Trajetória Profissional e Versatilidade
Nascido no Missouri, Marquis teve uma vida marcada por mudanças de carreira e interesses diversos. Inicialmente treinado como tipógrafo, mudou-se para Montana em busca de aventura. Ao longo de sua vida, exerceu diversas profissões para sustentar sua paixão pela pesquisa histórica:
- Tipografia: Iniciou sua carreira como impressor e compositor tipográfico, trabalhando em diversos jornais no Missouri e em Montana.
- Medicina: Formou-se em medicina para buscar estabilidade financeira e familiar, atuando como médico em diversas localidades de Montana, inclusive como médico da agência dos Northern Cheyenne em 1922.
- Direito: Em determinado momento de sua trajetória, Marquis também obteve qualificação como advogado.
Essa instabilidade profissional foi frequentemente motivada por sua natureza inquieta e por dificuldades financeiras, que o levaram a alternar entre a prática médica e a escrita.
Pesquisas sobre os Povos Indígenas e a Batalha do Little Bighorn
A obsessão central de Marquis foi a destruição do batalhão de George Armstrong Custer na Batalha do Little Bighorn. Em uma época em que poucos historiadores se interessavam pela versão dos fatos contada pelos indígenas, Marquis dedicou-se a entrevistar sobreviventes e descendentes dos combatentes.

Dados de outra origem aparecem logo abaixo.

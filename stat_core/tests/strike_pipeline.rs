//! Rule files -> pools -> attack statistic -> degree of success -> damage formula

use rules_core::RuleRegistry;
use stat_core::prelude::*;
use std::io::Write;
use std::path::Path;
use tempfile::TempDir;

fn write_file(dir: &Path, name: &str, content: &str) {
    let mut file = std::fs::File::create(dir.join(name)).unwrap();
    file.write_all(content.as_bytes()).unwrap();
}

fn rules_dir() -> TempDir {
    let dir = TempDir::new().unwrap();
    write_file(
        dir.path(),
        "heroism.toml",
        r#"
[[rules]]
key = "FlatModifier"
selector = "all"
label = "Heroism"
type = "status"
value = 1
"#,
    );
    write_file(
        dir.path(),
        "bless.toml",
        r#"
[[rules]]
key = "FlatModifier"
selector = "attack"
label = "Bless"
type = "status"
value = 1
"#,
    );
    write_file(
        dir.path(),
        "frightened.toml",
        r#"
[[rules]]
key = "FlatModifier"
selector = "all"
label = "Frightened"
type = "status"
value = -1
predicate = { all = ["self:frightened"] }
"#,
    );
    write_file(
        dir.path(),
        "shortsword.toml",
        r#"
[[rules]]
key = "FlatModifier"
selector = "shortsword-attack"
label = "Weapon Potency"
type = "item"
value = 1

[[rules]]
key = "FlatModifier"
selector = "damage"
label = "Potent Strikes"
type = "item"
value = 2

[[rules]]
key = "DamageDice"
selector = "shortsword-damage"
label = "Flaming"
dice_number = 1
die_size = "d6"
damage_type = "fire"
"#,
    );
    dir
}

fn fighter() -> ActorKind {
    let mut abilities = AbilityScores::default();
    abilities.set(Ability::Strength, 16);
    ActorKind::Character(CharacterData::new(5, abilities))
}

fn shortsword() -> Weapon {
    Weapon::new(
        "shortsword",
        "Shortsword",
        BaseDamage::new(1, DieSize::D6, DamageType::Slashing),
    )
    .with_striking(StrikingRune::Striking)
}

fn attack_statistic(
    pools: &ModifierPools,
    options: &OptionSet,
    config: &EngineConfig,
) -> StatisticModifier {
    let base = vec![
        ability_modifier(Ability::Strength, 16),
        proficiency_modifier(5, ProficiencyRank::Trained, &config.proficiency),
    ];
    StatisticModifier::from_pools(
        "shortsword-attack",
        base,
        pools,
        &["all", "attack", "shortsword-attack"],
        options,
    )
}

#[test]
fn test_attack_total_from_rule_files() {
    let dir = rules_dir();
    let registry = RuleRegistry::load(dir.path()).unwrap();
    let config = EngineConfig::default();
    let pools = registry.pools(5);

    let attack = attack_statistic(&pools, &OptionSet::new(), &config);
    // str +3, trained +7, one status +1, item +1
    assert_eq!(attack.total_modifier(), 12);
    assert_eq!(
        attack.breakdown_string(),
        "Strength +3, Trained +7, Bless +1, Weapon Potency +1"
    );

    let frightened: OptionSet = ["self:frightened"].into_iter().collect();
    let attack = attack_statistic(&pools, &frightened, &config);
    assert_eq!(attack.total_modifier(), 11);
}

#[test]
fn test_attack_roll_degrees() {
    let dir = rules_dir();
    let registry = RuleRegistry::load(dir.path()).unwrap();
    let config = EngineConfig::default();
    let attack = attack_statistic(&registry.pools(5), &OptionSet::new(), &config);
    let check = CheckModifier::new(&attack, Vec::new());

    let roll = DieRoll::new(15, check.total_modifier());
    let hit = calculate_degree_of_success(roll, 27, &[], &OptionSet::new());
    assert_eq!(hit.value, DegreeOfSuccess::Success);

    let roll = DieRoll::new(20, check.total_modifier());
    let natural_twenty = calculate_degree_of_success(roll, 27, &[], &OptionSet::new());
    assert_eq!(natural_twenty.unadjusted, DegreeOfSuccess::Success);
    assert_eq!(natural_twenty.value, DegreeOfSuccess::CriticalSuccess);
}

#[test]
fn test_damage_from_rule_files() {
    let dir = rules_dir();
    let registry = RuleRegistry::load(dir.path()).unwrap();
    let config = EngineConfig::default();
    let pools = registry.pools(5);
    let actor = fighter();
    let options = OptionSet::new();
    let context = StrikeContext::new(&actor, ProficiencyRank::Trained, &pools, &options);

    let damage = calculate_weapon_damage(&shortsword(), &context, &config);
    assert_eq!(damage.effect_dice, 2);
    assert_eq!(damage.formula.success.formula, "{2d6,1}kh + 5 + 1d6");
    assert_eq!(
        damage.formula_for(DegreeOfSuccess::CriticalSuccess).map(|f| f.formula.as_str()),
        Some("2 * ({2d6,1}kh + 5 + 1d6)")
    );
    assert!(damage.formula_for(DegreeOfSuccess::Failure).is_none());
}

#[test]
fn test_damage_with_configured_doubling() {
    let dir = rules_dir();
    write_file(
        dir.path(),
        "engine.config",
        r#"
[damage]
critical_doubling = "double_dice"
"#,
    );
    let config = EngineConfig::load_from_path(&dir.path().join("engine.config")).unwrap();
    let registry = RuleRegistry::load(dir.path()).unwrap();
    let pools = registry.pools(5);
    let actor = fighter();
    let options = OptionSet::new();
    let context = StrikeContext::new(&actor, ProficiencyRank::Trained, &pools, &options);

    let damage = calculate_weapon_damage(&shortsword(), &context, &config);
    assert_eq!(damage.formula.critical_success.formula, "{4d6,1}kh + 10 + 2d6");
}

#[test]
fn test_pipeline_is_deterministic() {
    let dir = rules_dir();
    let config = EngineConfig::default();
    let actor = fighter();
    let options: OptionSet = ["self:frightened", "target:flat-footed"].into_iter().collect();

    let run = || {
        let registry = RuleRegistry::load(dir.path()).unwrap();
        let pools = registry.pools(5);
        let attack = attack_statistic(&pools, &options, &config);
        let context = StrikeContext::new(&actor, ProficiencyRank::Trained, &pools, &options);
        let damage = calculate_weapon_damage(&shortsword(), &context, &config);
        (attack, damage)
    };

    let (first_attack, first_damage) = run();
    let (second_attack, second_damage) = run();
    assert_eq!(first_attack, second_attack);
    assert_eq!(first_damage, second_damage);
    assert_eq!(
        first_damage.formula.success.roll_seeded(42),
        second_damage.formula.success.roll_seeded(42)
    );
}
//! Ability score modifiers

use modifier_core::{Ability, Modifier, ModifierType};

/// `floor((score - 10) / 2)`
pub fn ability_modifier_value(score: i32) -> i32 {
    (score - 10).div_euclid(2)
}

/// Ability-typed modifier for a score
pub fn ability_modifier(ability: Ability, score: i32) -> Modifier {
    Modifier::new(ability.abbreviation(), ability_modifier_value(score), ModifierType::Ability)
        .with_label(ability.name())
}

/// Ability modifier looked up by abbreviation
///
/// An unknown abbreviation logs a warning and yields a zero-value untyped
/// modifier so one bad source does not break the whole statistic.
pub fn ability_modifier_by_abbreviation(abbreviation: &str, score: i32) -> Modifier {
    match abbreviation.parse::<Ability>() {
        Ok(ability) => ability_modifier(ability, score),
        Err(error) => {
            tracing::warn!("{}; using a zero modifier", error);
            Modifier::untyped(abbreviation, 0)
        }
    }
}

#[cfg(test)]
mod tests {
    use super::*;

    #[test]
    fn test_modifier_values() {
        assert_eq!(ability_modifier_value(16), 3);
        assert_eq!(ability_modifier_value(10), 0);
        assert_eq!(ability_modifier_value(11), 0);
        assert_eq!(ability_modifier_value(9), -1);
        assert_eq!(ability_modifier_value(8), -1);
        assert_eq!(ability_modifier_value(7), -2);
    }

    #[test]
    fn test_ability_modifier() {
        let modifier = ability_modifier(Ability::Strength, 16);
        assert_eq!(modifier.value, 3);
        assert_eq!(modifier.modifier_type, ModifierType::Ability);
        assert_eq!(modifier.label(), "Strength");
    }

    #[test]
    fn test_by_abbreviation() {
        let modifier = ability_modifier_by_abbreviation("dex", 18);
        assert_eq!(modifier.value, 4);
        assert_eq!(modifier.name, "dex");
    }

    #[test]
    fn test_unknown_abbreviation_degrades() {
        let modifier = ability_modifier_by_abbreviation("luk", 18);
        assert_eq!(modifier.value, 0);
        assert_eq!(modifier.modifier_type, ModifierType::Untyped);
    }
}
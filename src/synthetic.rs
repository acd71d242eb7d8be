//! Synthetic choice-based conjoint data drawn from known part-worths.
//!
//! Each alternative gets a uniformly random level per attribute. Its
//! utility is the sum of the true part-worths plus a standard Gumbel error,
//! and the alternative with the highest utility is chosen, which is exactly
//! the data-generating process of the multinomial logit.

use rand::rngs::SmallRng;
use rand::{Rng, SeedableRng};
use rand_distr::{Distribution, Gumbel};

use crate::attribute::Attribute;
use crate::data::ChoiceObservation;
use crate::error::{ConjointError, Result};

/// Study layout and true utilities for the generator.
#[derive(Clone, Debug)]
pub struct SyntheticStudy {
    attributes: Vec<Attribute>,
    true_utilities: Vec<Vec<f64>>,
    respondents: usize,
    choice_sets_per_respondent: usize,
    alternatives_per_set: usize,
    none_option: Option<(String, f64)>,
}

impl SyntheticStudy {
    /// `true_utilities[a][l]` is the part-worth of level `l` of attribute `a`.
    pub fn new(attributes: Vec<Attribute>, true_utilities: Vec<Vec<f64>>) -> Result<Self> {
        if attributes.len() != true_utilities.len() {
            return Err(ConjointError::dimension_mismatch(
                "true utilities per attribute",
                attributes.len(),
                true_utilities.len(),
            ));
        }
        for (attribute, utilities) in attributes.iter().zip(&true_utilities) {
            if attribute.level_count() != utilities.len() {
                return Err(ConjointError::InvalidAttribute {
                    attribute: attribute.name().to_string(),
                    problem: format!(
                        "{} true utilities supplied for {} levels",
                        utilities.len(),
                        attribute.level_count()
                    ),
                });
            }
        }
        Ok(Self {
            attributes,
            true_utilities,
            respondents: 50,
            choice_sets_per_respondent: 8,
            alternatives_per_set: 3,
            none_option: None,
        })
    }

    pub fn respondents(mut self, respondents: usize) -> Self {
        self.respondents = respondents;
        self
    }

    pub fn choice_sets_per_respondent(mut self, sets: usize) -> Self {
        self.choice_sets_per_respondent = sets;
        self
    }

    pub fn alternatives_per_set(mut self, alternatives: usize) -> Self {
        self.alternatives_per_set = alternatives;
        self
    }

    /// Adds an outside-good alternative with alternative id `label` to every set.
    pub fn none_option(mut self, label: impl Into<String>, utility: f64) -> Self {
        self.none_option = Some((label.into(), utility));
        self
    }

    pub fn attributes(&self) -> &[Attribute] {
        &self.attributes
    }

    pub fn true_utilities(&self) -> &[Vec<f64>] {
        &self.true_utilities
    }

    /// Draws the dataset. The same seed always yields the same observations.
    pub fn generate(&self, seed: u64) -> Result<Vec<ChoiceObservation>> {
        if self.alternatives_per_set < 2 {
            return Err(ConjointError::invalid_setting(
                "alternatives_per_set",
                "at least two alternatives are required",
            ));
        }
        let gumbel = Gumbel::new(0.0, 1.0)
            .map_err(|error| ConjointError::invalid_setting("gumbel", error.to_string()))?;
        let mut rng = SmallRng::seed_from_u64(seed);

        let set_size = self.alternatives_per_set + usize::from(self.none_option.is_some());
        let mut observations =
            Vec::with_capacity(self.respondents * self.choice_sets_per_respondent * set_size);
        let mut set_counter = 0usize;

        for respondent in 1..=self.respondents {
            for _ in 0..self.choice_sets_per_respondent {
                set_counter += 1;
                let mut alternatives = Vec::with_capacity(set_size);
                let mut utilities = Vec::with_capacity(set_size);

                for alternative in 1..=self.alternatives_per_set {
                    let mut observation = ChoiceObservation::new(
                        respondent.to_string(),
                        set_counter.to_string(),
                        false,
                    )
                    .alternative(alternative.to_string());
                    let mut utility: f64 = gumbel.sample(&mut rng);
                    for (attribute, part_worths) in self.attributes.iter().zip(&self.true_utilities) {
                        let level = rng.gen_range(0..attribute.level_count());
                        utility += part_worths[level];
                        observation =
                            observation.level(attribute.name(), attribute.levels()[level].clone());
                    }
                    alternatives.push(observation);
                    utilities.push(utility);
                }

                if let Some((label, none_utility)) = &self.none_option {
                    alternatives.push(
                        ChoiceObservation::new(respondent.to_string(), set_counter.to_string(), false)
                            .alternative(label.clone()),
                    );
                    utilities.push(none_utility + gumbel.sample(&mut rng));
                }

                let chosen = utilities
                    .iter()
                    .enumerate()
                    .fold(0usize, |best, (index, u)| if *u > utilities[best] { index } else { best });
                alternatives[chosen].chosen = true;
                observations.extend(alternatives);
            }
        }

        Ok(observations)
    }
}

#[cfg(test)]
mod tests {
    use super::*;
    use crate::data::ChoiceData;

    fn study() -> SyntheticStudy {
        SyntheticStudy::new(
            vec![
                Attribute::new("Brand", ["Apple", "Samsung", "Google"]).unwrap(),
                Attribute::new("Price", ["449", "599", "699"]).unwrap(),
            ],
            vec![vec![0.5, 0.0, -0.5], vec![1.0, 0.0, -1.0]],
        )
        .unwrap()
        .respondents(10)
        .choice_sets_per_respondent(4)
        .alternatives_per_set(3)
    }

    #[test]
    fn generated_data_passes_validation() {
        let observations = study().generate(42).unwrap();
        assert_eq!(observations.len(), 10 * 4 * 3);
        let data = ChoiceData::new(study().attributes().to_vec(), observations).unwrap();
        assert_eq!(data.occasion_count(), 40);
        assert_eq!(data.respondent_count(), 10);
    }

    #[test]
    fn same_seed_same_data() {
        assert_eq!(study().generate(7).unwrap(), study().generate(7).unwrap());
        assert_ne!(study().generate(7).unwrap(), study().generate(8).unwrap());
    }

    #[test]
    fn none_option_adds_one_alternative_per_set() {
        let observations = study().none_option("NONE", 0.0).generate(3).unwrap();
        assert_eq!(observations.len(), 10 * 4 * 4);
        let none_rows = observations
            .iter()
            .filter(|o| o.alternative_id.as_deref() == Some("NONE"))
            .count();
        assert_eq!(none_rows, 40);
    }

    #[test]
    fn utilities_must_match_levels() {
        let err = SyntheticStudy::new(
            vec![Attribute::new("Brand", ["A", "B"]).unwrap()],
            vec![vec![0.1, 0.2, 0.3]],
        )
        .unwrap_err();
        assert_eq!(err.code(), "CONFIG_INVALID_ATTRIBUTE");
    }
}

Contribuições Etnográficas
Seu trabalho é considerado único por ter capturado relatos orais que, de outra forma, teriam sido perdidos. Um de seus registros mais notáveis é a história de Wooden Leg, detalhada na obra A Warrior Who Fought Custer. A confiança que Marquis estabeleceu com a comunidade Cheyenne permitiu que os entrevistados compartilhassem detalhes íntimos e perspectivas profundas sobre sua cultura e a guerra.
Teorias Controversas
Marquis desenvolveu teorias polêmicas sobre o destino dos homens de Custer. Em sua obra Keep the Last Bullet for Yourself, ele sugeriu que muitos dos soldados americanos teriam cometido suicídio ao perceberem que a situação era desesperadora. Essa tese gerou intensos debates entre historiadores militares e entusiastas da Batalha do Little Bighorn.
Legado e Publicações
Muitas das obras de Marquis não foram publicadas durante sua vida, vindo a público apenas a partir da década de 1970. Entre seus trabalhos mais significativos estão:
- The Cheyennes of Montana: Publicado postumamente em 1978, é regarded por historiadores como um de seus volumes mais valiosos.
- A Northern Cheyenne Album: Uma coleção de suas fotografias publicada em 2006.
Marquis fundou um museu em Hardin, na Reserva Crow, próximo ao local da batalha, cujas coleções foram posteriormente incorporadas ao Little Bighorn Battlefield National Monument.
Perguntas frequentes
Quem foi Thomas Bailey Marquis?
Foi um historiador e etnógrafo americano que documentou a vida dos indígenas das Planícies e a Batalha do Little Bighorn, focando especialmente nos relatos orais dos nativos.
Qual a importância do trabalho de Marquis para a história?
Seu trabalho é valioso porque registrou a perspectiva dos indígenas sobre a guerra, algo raro na época, preservando histórias que não teriam sido documentadas por outras fontes.
Qual a teoria controversa de Marquis sobre a Batalha do Little Bighorn?
Ele sugeriu que muitos dos soldados do batalhão de Custer teriam cometido suicídio ao perceberem que não havia escapatória, tese detalhada em seu livro 'Keep the Last Bullet for Yourself'.